Expertise

Struggling to conceive affects the emotional wellbeing of individuals and couples.

We spoke to Tamaryn Spandiel, a clinical psychologist affiliated to Hope Fertility Clinic at Mediclinic Sandton, about the role of infertility counselling.

Apart from being a medical condition, would you agree that infertility is also a social and emotional condition?

Absolutely. Men and woman with infertility difficulties have deep internal [emotional] struggles. Many people socially isolate themselves while going through this journey as they’re often judged for being unable to have children. One patient was told: “A woman’s most basic function is to bear children. So how can you be a woman if you can’t bear any?”. Infertility is unique to each person and can be immensely lonely. People often hide their IVF journey until their pregnancy is “safe”. If you’re facing infertility, it’s important to find the right psychological support.

What are common emotions for people struggling with infertility?

Each person’s process is unique. From my experience some of the most common emotions are anger, rage, hopelessness, sadness, isolation, inadequacy, guilt, and frustration. This is why a therapeutic process is so important for everyone faced with infertility.

How can a therapist help?

It’s vital to listen and be present with the patient in a non-judgmental way. Patients need a space to explore what feels best for them even it goes against religious or societal norms and expectations. A therapist should never impose their personal beliefs or rush the process. Working too fast, or too slowly, can cause distress. I listen to and respect the patient’s boundaries, working at a pace that is comfortable for them.

What process does infertility counselling follow?

The method I use is to work from an analytic framework in which the patient needs to grieve their loss and find their own process of healing. I’m there to facilitate this process, which takes as long it takes. Other therapists use a cognitive behavioural (CBT) framework, which entails working with the patient to set concrete goals and time frames to meet those goals. These are very different processes. It’s vital for a patient to find a therapist who best suits their needs and with whom they are comfortable.

Do you work in tandem with the fertility specialist?

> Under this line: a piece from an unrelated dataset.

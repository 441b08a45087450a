mod repository;

pub use repository::ScorecardRepository;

Psychotherapy is a very personal experience so although I’m affiliated with a fertility clinic it’s important to keep the patient’s psychological journey separate from their medical treatment. They must be assured that their therapeutic journey is as confidential as their medical treatment at the fertility clinic. During the fertility process so much is out of your control; your body at times feels like it’s no longer your own. This is why it’s important for the patient to feel in control during their psychotherapy process. It’s also why my rooms are situated outside of the fertility clinic. If anything significant comes up during the therapy, I encourage the patient to share it with their treating doctor. Of course, there are exceptions where the treating specialist needs to be consulted. But this is usually if risk of any kind is involved.

Is there a difference between a couple struggling with infertility versus a single person struggling?

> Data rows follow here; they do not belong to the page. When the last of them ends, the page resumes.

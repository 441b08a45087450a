//! One pull-based sweep over every known user.
//!
//! Per user: achievement re-evaluation, guardrail `check_all` against the
//! stored limits, scorecard regeneration when stale, and optionally a
//! periodic summary. A failing step is logged and the sweep moves on.

use chrono::{DateTime, Utc};
use serde::Serialize;
use tracing::{debug, info, warn};

use finsight_core::achievements::AchievementServiceTrait;
use finsight_core::guardrails::{GuardrailAlert, GuardrailServiceTrait};
use finsight_core::notifications::{Notification, NotificationServiceTrait};
use finsight_core::scorecard::ScorecardServiceTrait;
use finsight_core::summaries::{SummaryPeriod, SummaryServiceTrait};
use finsight_core::utils::time_utils::{local_date, month_to_date, trailing_week};

use crate::config::WorkerConfig;
use crate::main_lib::AppState;

#[derive(Debug, Clone, Serialize)]
#[serde(rename_all = "camelCase")]
pub struct UserReport {
    pub user_id: String,
    pub alerts: Vec<GuardrailAlert>,
    pub overall_score: Option<u32>,
    pub score_level: Option<String>,
    pub unread_count: usize,
    pub notifications: Vec<Notification>,
}

pub async fn run(state: &AppState, config: &WorkerConfig, now: DateTime<Utc>) -> Vec<UserReport> {
    let users = state.store.known_users();
    info!("Sweeping {} users", users.len());

    let mut reports = Vec::with_capacity(users.len());
    for user_id in users {
        reports.push(sweep_user(state, config, &user_id, now).await);
    }
    reports
}

async fn sweep_user(
    state: &AppState,
    config: &WorkerConfig,
    user_id: &str,
    now: DateTime<Utc>,
) -> UserReport {
    match state
        .achievement_service
        .evaluate_at(user_id, None, now)
    {
        Ok(earned) if !earned.is_empty() => {
            info!("{} achievements earned by {}", earned.len(), user_id)
        }
        Ok(_) => {}
        Err(e) => warn!("Achievement evaluation failed for {}: {}", user_id, e),
    }

    let limits = match state.records.load(user_id) {
        Ok(records) => records.map(|r| r.spending_limits).unwrap_or_default(),
        Err(e) => {
            warn!("Could not load records for {}: {}", user_id, e);
            Vec::new()
        }
    };
    let alerts = match state.guardrail_service.check_all_at(user_id, &limits, now) {
        Ok(alerts) => alerts,
        Err(e) => {
            warn!("Guardrail check failed for {}: {}", user_id, e);
            Vec::new()
        }
    };

    let mut overall_score = None;
    let mut score_level = None;
    if config.run_scorecards {
        match state
            .scorecard_service
            .generate_if_stale_at(user_id, now)
            .await
        {
            Ok(card) => {
                overall_score = Some(card.overall_score);
                score_level = Some(card.score_level);
            }
            Err(e) => warn!("Scorecard generation failed for {}: {}", user_id, e),
        }
    }

    if let Some(period) = config.summary {
        run_summary(state, user_id, period, now);
    }

    let notifications = state
        .notification_service
        .list_all(user_id)
        .unwrap_or_else(|e| {
            warn!("Could not list notifications for {}: {}", user_id, e);
            Vec::new()
        });
    let unread_count = notifications.iter().filter(|n| !n.read).count();
    debug!("{} has {} unread notifications", user_id, unread_count);

    UserReport {
        user_id: user_id.to_string(),
        alerts,
        overall_score,
        score_level,
        unread_count,
        notifications,
    }
}

fn run_summary(state: &AppState, user_id: &str, period: SummaryPeriod, now: DateTime<Utc>) {
    let today = local_date(now, state.config.tz_or_utc());
    let (start, end) = match period {
        SummaryPeriod::Weekly => trailing_week(today),
        SummaryPeriod::Monthly => month_to_date(today),
    };
    let data = match state
        .records
        .period_data(user_id, &state.transactions, start, end)
    {
        Ok(data) => data,
        Err(e) => {
            warn!("Could not collect {} data for {}: {}", period, user_id, e);
            return;
        }
    };
    let result = match period {
        SummaryPeriod::Weekly => state.summary_service.weekly_at(user_id, &data, now),
        SummaryPeriod::Monthly => state
            .summary_service
            .monthly_at(user_id, &data, None, now),
    };
    if let Err(e) = result {
        warn!("{} summary failed for {}: {}", period, user_id, e);
    }
}

#[cfg(test)]
mod tests {
    use super::*;
    use crate::fixtures::{load, FixtureFile};
    use crate::main_lib::build_state;
    use chrono::TimeZone;
    use finsight_core::notifications::NotificationType;
    use finsight_core::InsightConfig;
    use std::path::PathBuf;

    fn fixtures() -> FixtureFile {
        serde_json::from_str(
            r#"{
            "users": [
                {
                    "userId": "bob",
                    "records": {
                        "income": [{"amount": 3000, "source": "Salary", "date": "2024-06-01"}],
                        "spendingLimits": [
                            {"category": "Dining", "amount": 100, "period": "monthly"}
                        ]
                    },
                    "transactions": [
                        {"category": "Dining", "amount": -150, "date": "2024-06-05"}
                    ]
                },
                {
                    "userId": "carol",
                    "transactions": [
                        {"category": "Groceries", "amount": -40, "date": "2024-06-10"}
                    ]
                }
            ]
        }"#,
        )
        .unwrap()
    }

    fn worker_config(summary: Option<SummaryPeriod>) -> WorkerConfig {
        WorkerConfig {
            fixtures_path: PathBuf::from("unused.json"),
            summary,
            run_scorecards: true,
        }
    }

    fn now() -> DateTime<Utc> {
        Utc.with_ymd_and_hms(2024, 6, 14, 8, 0, 0).unwrap()
    }

    #[tokio::test]
    async fn test_sweep_reports_every_user() {
        let state = build_state(InsightConfig::default());
        load(&state, fixtures()).unwrap();

        let reports = run(&state, &worker_config(None), now()).await;
        assert_eq!(reports.len(), 2);

        let bob = &reports[0];
        assert_eq!(bob.user_id, "bob");
        assert_eq!(bob.alerts.len(), 1);
        assert!(bob.overall_score.is_some());
        assert!(bob
            .notifications
            .iter()
            .any(|n| n.notification_type == NotificationType::SpendingAlert));
        assert_eq!(bob.unread_count, bob.notifications.len());

        let carol = &reports[1];
        assert!(carol.alerts.is_empty());
        assert!(carol.overall_score.is_some());
    }

    #[tokio::test]
    async fn test_second_sweep_reuses_fresh_scorecards() {
        let state = build_state(InsightConfig::default());
        load(&state, fixtures()).unwrap();
        run(&state, &worker_config(None), now()).await;
        run(&state, &worker_config(None), now()).await;

        let history = state.scorecard_service.get_history("bob").unwrap();
        assert_eq!(history.len(), 1);
    }

    #[tokio::test]
    async fn test_weekly_summary_is_published() {
        let state = build_state(InsightConfig::default());
        load(&state, fixtures()).unwrap();
        let reports = run(&state, &worker_config(Some(SummaryPeriod::Weekly)), now()).await;

        for report in reports {
            assert!(report
                .notifications
                .iter()
                .any(|n| n.notification_type == NotificationType::FinancialSummary));
        }
    }
}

I can’t compare processes because everyone has unique challenges. As infertility affects men and women differently, it’s helpful for each partner to engage in their own therapeutic process. Once they’ve worked through their personal difficulties, it’s easier to then work through their process together as a couple. I always encourage my single patients to build a support network of non-judgmental people. Both couples and single patients often seek contact with others who’ve been through a similar experience of infertility.

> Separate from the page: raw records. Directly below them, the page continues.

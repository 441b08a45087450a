//! Property-based integration tests for the wellness scorecard.
//!
//! These tests verify that the scoring invariants hold across arbitrary
//! snapshots, using the `proptest` crate for random test case generation.

use chrono::{TimeZone, Utc};
use finsight_core::scorecard::{
    band_for, compute_scorecard, default_scorers, FinancialSnapshot, IncomeSplit, LimitUsage,
    SnapshotBudget, SnapshotDebt, SnapshotExpense, SnapshotGoal, SnapshotIncome,
    SnapshotInvestment,
};
use proptest::prelude::*;

// =============================================================================
// Generators
// =============================================================================

fn arb_category() -> impl Strategy<Value = Option<String>> {
    prop_oneof![
        Just(None),
        Just(Some("Uncategorized".to_string())),
        Just(Some("Groceries".to_string())),
        Just(Some("Dining".to_string())),
        Just(Some("Rent".to_string())),
    ]
}

fn arb_income() -> impl Strategy<Value = SnapshotIncome> {
    (0.0f64..20_000.0, prop_oneof![Just("Salary"), Just("Freelance"), Just("Rental")]).prop_map(
        |(amount, source)| SnapshotIncome {
            amount,
            source: Some(source.to_string()),
            date: None,
        },
    )
}

fn arb_expense() -> impl Strategy<Value = SnapshotExpense> {
    (-10_000.0f64..10_000.0, arb_category()).prop_map(|(amount, category)| SnapshotExpense {
        amount,
        category,
        date: None,
    })
}

fn arb_goal() -> impl Strategy<Value = SnapshotGoal> {
    (
        proptest::option::of(-100.0f64..50_000.0),
        proptest::option::of(-100.0f64..80_000.0),
        any::<bool>(),
    )
        .prop_map(|(target, progress, completed)| SnapshotGoal {
            name: "Goal".to_string(),
            target,
            progress,
            completed,
        })
}

fn arb_debt() -> impl Strategy<Value = SnapshotDebt> {
    (-500.0f64..100_000.0, 0.0f64..35.0).prop_map(|(balance, interest_rate)| SnapshotDebt {
        name: "Debt".to_string(),
        balance,
        interest_rate,
    })
}

fn arb_investment() -> impl Strategy<Value = SnapshotInvestment> {
    (
        prop_oneof![Just("ETF"), Just("Stock"), Just("Bond"), Just("401k")],
        0.0f64..50_000.0,
    )
        .prop_map(|(kind, amount)| SnapshotInvestment {
            name: format!("{} holding", kind),
            investment_type: kind.to_string(),
            amount,
        })
}

fn arb_snapshot() -> impl Strategy<Value = FinancialSnapshot> {
    (
        proptest::collection::vec(arb_income(), 0..10),
        proptest::collection::vec(arb_expense(), 0..15),
        proptest::collection::vec(arb_goal(), 0..5),
        proptest::collection::vec(arb_debt(), 0..4),
        proptest::collection::vec(arb_investment(), 0..5),
        proptest::collection::vec(
            (arb_category(), 0.0f64..2_000.0).prop_map(|(c, limit)| SnapshotBudget {
                category: c.unwrap_or_default(),
                limit,
            }),
            0..4,
        ),
        proptest::collection::vec(
            (0.0f64..1_000.0, 0.0f64..2_000.0).prop_map(|(amount, spent)| LimitUsage {
                category: "Dining".to_string(),
                amount,
                spent,
            }),
            0..7,
        ),
        proptest::option::of((0.0f64..60.0).prop_map(|savings| IncomeSplit {
            needs: 50.0,
            wants: 50.0 - savings.min(50.0),
            savings,
        })),
    )
        .prop_map(
            |(income, expenses, goals, debts, investments, budgets, spending_limits, split)| {
                FinancialSnapshot {
                    income,
                    expenses,
                    goals,
                    debts,
                    investments,
                    budgets,
                    spending_limits,
                    income_split: split,
                }
            },
        )
}

// =============================================================================
// Property Tests
// =============================================================================

proptest! {
    #![proptest_config(ProptestConfig::with_cases(200))]

    /// Every category stays within `0..=max_points`.
    #[test]
    fn prop_category_points_bounded(snapshot in arb_snapshot()) {
        let now = Utc.with_ymd_and_hms(2024, 6, 1, 0, 0, 0).unwrap();
        let card = compute_scorecard("u1", &snapshot, &default_scorers(), 30.0, now).unwrap();
        for score in &card.category_scores {
            prop_assert!(score.points <= score.max_points, "{:?}", score);
            prop_assert!(score.percentage <= 100);
        }
    }

    /// `overall_score == round(100 * Σpoints / Σmax_points)` and lies in `[0, 100]`.
    #[test]
    fn prop_overall_score_formula(snapshot in arb_snapshot()) {
        let now = Utc.with_ymd_and_hms(2024, 6, 1, 0, 0, 0).unwrap();
        let card = compute_scorecard("u1", &snapshot, &default_scorers(), 30.0, now).unwrap();
        let points: u32 = card.category_scores.iter().map(|s| s.points).sum();
        let max: u32 = card.category_scores.iter().map(|s| s.max_points).sum();
        let expected = (100.0 * f64::from(points) / f64::from(max)).round() as u32;
        prop_assert_eq!(card.overall_score, expected);
        prop_assert!(card.overall_score <= 100);
    }

    /// The reported band always matches the overall score, and advice is bounded.
    #[test]
    fn prop_band_and_advice_consistent(snapshot in arb_snapshot()) {
        let now = Utc.with_ymd_and_hms(2024, 6, 1, 0, 0, 0).unwrap();
        let card = compute_scorecard("u1", &snapshot, &default_scorers(), 30.0, now).unwrap();
        prop_assert_eq!(card.score_level.as_str(), band_for(card.overall_score).level);
        prop_assert!(!card.recommendations.is_empty() && card.recommendations.len() <= 3);
        prop_assert!(card.insights.len() >= 2);
    }
}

How are you affiliated with Hope Fertility Clinic?

I carry out the psychological screening of potential egg donors and provide psychotherapy for various therapeutic needs. For example, when a couple or individual has suffered a bereavement after miscarriage, it helps them to acknowledge and grieve the loss before they try again. I also work on exploring which medical treatment meets the spiritual, emotional, and physical needs of individuals and couples. I chose to affiliate with Hope Fertility Clinic because it provides an intimate experience where patients are more than a number.